WHAT YOU SHOULD DO:
Please write out, exactly, every line of the listing from its first line through the one that includes "#[derive(Clone, Copy, Debug, PartialEq, Eq, Error)]".

:: EXERCISE MATERIAL ::

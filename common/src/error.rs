//! Scene construction errors.
//!
//! Every variant is a configuration or capacity error raised while building
//! elements, tweens, timelines or pools. Nothing here is retried: a failed
//! construction leaves no partial state behind and the caller decides whether
//! the subsystem can start at all.

use thiserror::Error;

/// Errors raised while configuring or starting animations.
#[derive(Clone, Copy, Debug, PartialEq, Eq, Error)]
pub enum SceneError {
    /// A tween was given a zero-length duration.
    #[error("tween duration must be at least 1 ms")]
    ZeroDuration,

    /// A finite repeat count of zero was requested.
    #[error("repeat count must be at least 1")]
    ZeroRepeatCount,

    /// Random placement bounds with zero width or height.
    #[error("placement bounds must be non-empty")]
    EmptyBounds,

    /// An entry whose offset plus duration does not fit in the timeline clock.
    #[error("timeline entry ends past the end of the clock")]
    OffsetOverflow,

    /// A timeline already holds its maximum number of entries.
    #[error("timeline entry capacity exceeded")]
    TooManyEntries,

    /// The animator already runs its maximum number of timelines.
    #[error("animator timeline capacity exceeded")]
    TooManyTimelines,

    /// The element tree has no free slot left.
    #[error("element capacity exceeded")]
    TooManyElements,

    /// A particle pool larger than the static pool capacity.
    #[error("pool of {requested} particles exceeds capacity {capacity}")]
    PoolTooLarge {
        /// Requested particle count.
        requested: usize,
        /// Static pool capacity.
        capacity: usize,
    },

    /// More particle pools than the scene can hold.
    #[error("too many particle pools")]
    TooManyPools,

    /// The target element already has an active timeline.
    #[error("element already has an active timeline")]
    ElementBusy,

    /// `enter_scene` was called after the scene had already been entered.
    #[error("scene already entered")]
    AlreadyEntered,
}

#[cfg(test)]
mod tests {
    use super::*;

    #[test]
    fn test_pool_too_large_message() {
        let err = SceneError::PoolTooLarge {
            requested: 12,
            capacity: 8,
        };
        assert_eq!(err.to_string(), "pool of 12 particles exceeds capacity 8");
    }

    #[test]
    fn test_errors_compare_by_variant() {
        assert_eq!(SceneError::ZeroDuration, SceneError::ZeroDuration);
        assert_ne!(SceneError::ZeroDuration, SceneError::ElementBusy);
    }
}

:::

EXPECTED ANSWER:
filename common/src/error.rs
//! Scene construction errors.
//!
//! Every variant is a configuration or capacity error raised while building
//! elements, tweens, timelines or pools. Nothing here is retried: a failed
//! construction leaves no partial state behind and the caller decides whether
//! the subsystem can start at all.

use thiserror::Error;

/// Errors raised while configuring or starting animations.
#[derive(Clone, Copy, Debug, PartialEq, Eq, Error)]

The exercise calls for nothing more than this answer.